Stored items from a collection:
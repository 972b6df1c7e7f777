mod dispatcher;
mod event;
mod renderer;

pub use dispatcher::NotificationDispatcher;
pub use event::is_status_broadcast;
pub use event::EventKind;
pub use event::NotificationEvent;
pub use event::Severity;
pub use renderer::create_renderer;
pub use renderer::strip_markup;
pub use renderer::LogRenderer;
pub use renderer::Persistence;
pub use renderer::Popup;
pub use renderer::PopupRenderer;
pub use renderer::RenderError;

#[cfg(feature = "desktop")]
pub use renderer::DesktopRenderer;

#[cfg(test)]
pub(crate) use renderer::RecordingRenderer;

• **Problem description**: Copy out each record above exactly, leaving nothing out.

• **Response to the task**:
repository 972b6df1c7e7f777
mod dispatcher;
mod event;
mod renderer;

pub use dispatcher::NotificationDispatcher;
pub use event::is_status_broadcast;
pub use event::EventKind;
pub use event::NotificationEvent;
pub use event::Severity;
pub use renderer::create_renderer;
pub use renderer::strip_markup;
pub use renderer::LogRenderer;
pub use renderer::Persistence;
pub use renderer::Popup;
pub use renderer::PopupRenderer;
pub use renderer::RenderError;

#[cfg(feature = "desktop")]
pub use renderer::DesktopRenderer;

#[cfg(test)]
pub(crate) use renderer::RecordingRenderer;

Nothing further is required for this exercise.